> Material provided

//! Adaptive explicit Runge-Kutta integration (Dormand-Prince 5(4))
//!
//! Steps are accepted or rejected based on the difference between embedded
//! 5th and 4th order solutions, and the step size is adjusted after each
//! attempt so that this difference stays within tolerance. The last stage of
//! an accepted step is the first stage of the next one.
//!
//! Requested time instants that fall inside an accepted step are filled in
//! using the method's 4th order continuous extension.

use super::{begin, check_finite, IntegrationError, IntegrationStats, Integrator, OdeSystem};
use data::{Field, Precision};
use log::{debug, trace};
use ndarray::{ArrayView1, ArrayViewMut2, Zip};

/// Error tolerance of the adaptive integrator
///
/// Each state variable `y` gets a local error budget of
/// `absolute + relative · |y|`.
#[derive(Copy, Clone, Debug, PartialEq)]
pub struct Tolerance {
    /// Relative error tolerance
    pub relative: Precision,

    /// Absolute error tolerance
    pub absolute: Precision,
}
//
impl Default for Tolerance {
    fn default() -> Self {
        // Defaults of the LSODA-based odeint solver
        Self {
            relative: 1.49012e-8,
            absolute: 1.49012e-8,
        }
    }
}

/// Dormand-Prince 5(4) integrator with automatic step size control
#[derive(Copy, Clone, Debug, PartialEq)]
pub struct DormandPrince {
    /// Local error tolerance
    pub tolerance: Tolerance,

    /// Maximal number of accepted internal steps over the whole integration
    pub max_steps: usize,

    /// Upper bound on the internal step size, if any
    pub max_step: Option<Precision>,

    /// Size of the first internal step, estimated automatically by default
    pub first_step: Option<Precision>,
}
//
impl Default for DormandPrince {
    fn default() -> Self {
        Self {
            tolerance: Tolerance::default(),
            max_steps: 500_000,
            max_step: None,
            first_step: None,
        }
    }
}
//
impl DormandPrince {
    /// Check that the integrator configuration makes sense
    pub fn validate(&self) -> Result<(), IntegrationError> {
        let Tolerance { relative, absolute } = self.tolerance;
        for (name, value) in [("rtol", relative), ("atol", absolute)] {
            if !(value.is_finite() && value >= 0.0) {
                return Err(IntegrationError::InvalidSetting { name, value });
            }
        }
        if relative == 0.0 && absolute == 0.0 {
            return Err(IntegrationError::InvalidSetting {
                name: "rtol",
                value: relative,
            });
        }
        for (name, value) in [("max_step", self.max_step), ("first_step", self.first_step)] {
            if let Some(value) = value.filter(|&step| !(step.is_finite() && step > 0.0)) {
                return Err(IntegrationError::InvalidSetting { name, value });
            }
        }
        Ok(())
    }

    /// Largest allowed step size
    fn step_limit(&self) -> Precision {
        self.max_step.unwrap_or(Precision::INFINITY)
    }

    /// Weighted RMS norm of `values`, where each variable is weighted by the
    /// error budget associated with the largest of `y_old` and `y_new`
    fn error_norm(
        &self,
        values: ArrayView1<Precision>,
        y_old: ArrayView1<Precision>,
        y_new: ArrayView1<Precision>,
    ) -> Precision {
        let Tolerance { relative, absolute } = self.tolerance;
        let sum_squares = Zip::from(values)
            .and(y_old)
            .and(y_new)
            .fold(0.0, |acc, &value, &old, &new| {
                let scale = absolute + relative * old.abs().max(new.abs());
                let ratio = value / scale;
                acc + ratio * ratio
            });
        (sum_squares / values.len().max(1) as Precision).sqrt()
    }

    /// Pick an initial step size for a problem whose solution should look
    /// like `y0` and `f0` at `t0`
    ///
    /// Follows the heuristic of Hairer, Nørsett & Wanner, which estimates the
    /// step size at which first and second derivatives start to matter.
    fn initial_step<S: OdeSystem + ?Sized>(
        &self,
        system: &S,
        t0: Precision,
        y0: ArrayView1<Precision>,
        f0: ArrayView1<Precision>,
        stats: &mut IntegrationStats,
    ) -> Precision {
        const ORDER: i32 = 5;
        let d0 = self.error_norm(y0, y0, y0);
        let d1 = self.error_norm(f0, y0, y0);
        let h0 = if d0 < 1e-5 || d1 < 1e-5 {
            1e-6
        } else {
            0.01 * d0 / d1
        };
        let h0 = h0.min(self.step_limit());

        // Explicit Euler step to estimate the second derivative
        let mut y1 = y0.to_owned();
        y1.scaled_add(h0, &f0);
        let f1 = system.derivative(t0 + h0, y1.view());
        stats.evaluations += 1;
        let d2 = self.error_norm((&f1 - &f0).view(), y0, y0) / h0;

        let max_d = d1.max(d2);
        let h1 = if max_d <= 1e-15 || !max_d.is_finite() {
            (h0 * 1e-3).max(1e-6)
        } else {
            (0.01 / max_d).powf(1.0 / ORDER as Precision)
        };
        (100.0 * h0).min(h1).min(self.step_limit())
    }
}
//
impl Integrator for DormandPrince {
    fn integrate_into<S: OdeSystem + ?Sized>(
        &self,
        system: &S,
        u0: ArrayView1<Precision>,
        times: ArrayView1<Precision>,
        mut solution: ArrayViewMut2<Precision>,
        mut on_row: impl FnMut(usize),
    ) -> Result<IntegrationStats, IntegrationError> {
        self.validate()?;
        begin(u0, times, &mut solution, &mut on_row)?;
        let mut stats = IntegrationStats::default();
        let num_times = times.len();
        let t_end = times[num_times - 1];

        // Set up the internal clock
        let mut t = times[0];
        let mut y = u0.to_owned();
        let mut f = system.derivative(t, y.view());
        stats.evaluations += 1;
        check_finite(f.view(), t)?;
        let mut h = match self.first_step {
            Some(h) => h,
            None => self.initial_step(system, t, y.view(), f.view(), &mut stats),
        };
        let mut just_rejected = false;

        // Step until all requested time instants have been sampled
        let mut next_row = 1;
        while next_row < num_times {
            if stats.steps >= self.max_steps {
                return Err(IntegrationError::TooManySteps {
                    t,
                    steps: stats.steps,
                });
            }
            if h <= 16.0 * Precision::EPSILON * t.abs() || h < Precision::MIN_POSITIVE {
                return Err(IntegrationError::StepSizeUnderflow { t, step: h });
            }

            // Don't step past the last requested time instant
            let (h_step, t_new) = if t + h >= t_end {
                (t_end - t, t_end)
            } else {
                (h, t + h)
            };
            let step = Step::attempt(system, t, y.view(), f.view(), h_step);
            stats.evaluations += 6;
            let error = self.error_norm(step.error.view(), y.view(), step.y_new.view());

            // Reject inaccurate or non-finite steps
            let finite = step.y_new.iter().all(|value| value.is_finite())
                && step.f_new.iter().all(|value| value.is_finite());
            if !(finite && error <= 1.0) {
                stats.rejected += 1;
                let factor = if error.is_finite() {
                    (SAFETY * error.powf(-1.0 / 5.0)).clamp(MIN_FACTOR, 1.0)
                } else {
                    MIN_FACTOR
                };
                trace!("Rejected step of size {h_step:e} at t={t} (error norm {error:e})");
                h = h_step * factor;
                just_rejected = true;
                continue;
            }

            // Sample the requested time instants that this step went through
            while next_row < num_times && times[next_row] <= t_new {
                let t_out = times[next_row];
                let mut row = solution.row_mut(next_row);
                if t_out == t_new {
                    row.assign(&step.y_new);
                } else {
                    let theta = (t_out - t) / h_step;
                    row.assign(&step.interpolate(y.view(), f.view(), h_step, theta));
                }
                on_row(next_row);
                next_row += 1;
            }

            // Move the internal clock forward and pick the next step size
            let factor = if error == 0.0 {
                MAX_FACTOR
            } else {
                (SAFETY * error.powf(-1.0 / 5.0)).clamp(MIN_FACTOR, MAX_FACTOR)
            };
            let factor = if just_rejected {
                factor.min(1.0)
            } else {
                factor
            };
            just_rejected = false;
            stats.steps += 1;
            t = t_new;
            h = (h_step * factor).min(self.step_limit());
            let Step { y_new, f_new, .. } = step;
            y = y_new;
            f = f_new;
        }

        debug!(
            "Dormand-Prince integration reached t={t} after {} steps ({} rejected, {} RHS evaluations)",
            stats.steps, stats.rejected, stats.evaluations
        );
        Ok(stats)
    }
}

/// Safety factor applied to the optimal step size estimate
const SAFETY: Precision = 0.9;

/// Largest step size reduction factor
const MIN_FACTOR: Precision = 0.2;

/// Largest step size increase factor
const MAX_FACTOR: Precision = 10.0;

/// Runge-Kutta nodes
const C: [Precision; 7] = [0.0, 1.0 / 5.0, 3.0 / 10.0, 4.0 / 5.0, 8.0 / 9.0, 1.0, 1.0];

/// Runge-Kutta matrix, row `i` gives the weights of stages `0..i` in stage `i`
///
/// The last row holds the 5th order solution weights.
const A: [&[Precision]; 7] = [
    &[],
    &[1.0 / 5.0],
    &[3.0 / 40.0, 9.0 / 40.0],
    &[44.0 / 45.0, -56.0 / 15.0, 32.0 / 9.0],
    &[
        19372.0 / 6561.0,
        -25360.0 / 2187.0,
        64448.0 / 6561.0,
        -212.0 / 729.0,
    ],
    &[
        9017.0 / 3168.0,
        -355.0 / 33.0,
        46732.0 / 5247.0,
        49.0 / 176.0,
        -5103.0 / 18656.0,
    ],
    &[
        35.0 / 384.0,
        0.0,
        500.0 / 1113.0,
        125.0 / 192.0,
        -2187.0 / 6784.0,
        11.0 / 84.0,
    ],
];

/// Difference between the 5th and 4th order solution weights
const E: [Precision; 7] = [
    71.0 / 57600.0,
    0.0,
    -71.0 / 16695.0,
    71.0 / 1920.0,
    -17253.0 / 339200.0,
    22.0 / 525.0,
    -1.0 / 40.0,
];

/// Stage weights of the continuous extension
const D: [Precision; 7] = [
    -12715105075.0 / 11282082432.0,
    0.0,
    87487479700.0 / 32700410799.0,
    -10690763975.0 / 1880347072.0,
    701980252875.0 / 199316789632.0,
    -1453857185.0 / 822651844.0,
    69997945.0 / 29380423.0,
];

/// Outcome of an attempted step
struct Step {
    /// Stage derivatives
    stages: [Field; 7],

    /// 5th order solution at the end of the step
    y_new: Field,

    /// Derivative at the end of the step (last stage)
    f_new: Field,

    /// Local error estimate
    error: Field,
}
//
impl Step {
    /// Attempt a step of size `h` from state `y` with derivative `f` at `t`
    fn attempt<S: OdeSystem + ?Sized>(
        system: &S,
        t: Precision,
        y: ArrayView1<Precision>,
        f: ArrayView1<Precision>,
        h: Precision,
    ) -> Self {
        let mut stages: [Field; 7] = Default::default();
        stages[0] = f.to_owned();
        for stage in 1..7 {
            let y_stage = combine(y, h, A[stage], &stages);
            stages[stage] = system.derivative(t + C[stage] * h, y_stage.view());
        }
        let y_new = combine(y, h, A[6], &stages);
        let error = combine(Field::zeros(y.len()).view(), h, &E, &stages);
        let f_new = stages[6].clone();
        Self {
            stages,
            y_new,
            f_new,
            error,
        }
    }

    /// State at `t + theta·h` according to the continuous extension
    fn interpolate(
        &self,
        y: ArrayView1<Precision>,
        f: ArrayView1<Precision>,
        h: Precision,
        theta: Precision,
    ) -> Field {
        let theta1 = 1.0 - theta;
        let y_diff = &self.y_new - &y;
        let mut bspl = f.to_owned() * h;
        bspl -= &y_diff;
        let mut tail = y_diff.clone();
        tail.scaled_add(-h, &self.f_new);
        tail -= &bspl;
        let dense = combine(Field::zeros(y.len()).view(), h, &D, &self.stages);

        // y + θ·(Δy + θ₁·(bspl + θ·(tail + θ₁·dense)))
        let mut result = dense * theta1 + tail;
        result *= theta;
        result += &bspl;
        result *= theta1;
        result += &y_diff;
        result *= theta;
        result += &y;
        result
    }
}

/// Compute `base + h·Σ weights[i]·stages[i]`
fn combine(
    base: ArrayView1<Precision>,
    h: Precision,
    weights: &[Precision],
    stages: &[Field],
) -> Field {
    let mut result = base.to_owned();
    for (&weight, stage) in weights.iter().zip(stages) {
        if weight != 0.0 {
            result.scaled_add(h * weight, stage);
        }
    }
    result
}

> Task goal
Show all lines in the preceding material that have "Runge" in them.

> Response box
//! Adaptive explicit Runge-Kutta integration (Dormand-Prince 5(4))
/// Runge-Kutta nodes
/// Runge-Kutta matrix, row `i` gives the weights of stages `0..i` in stage `i`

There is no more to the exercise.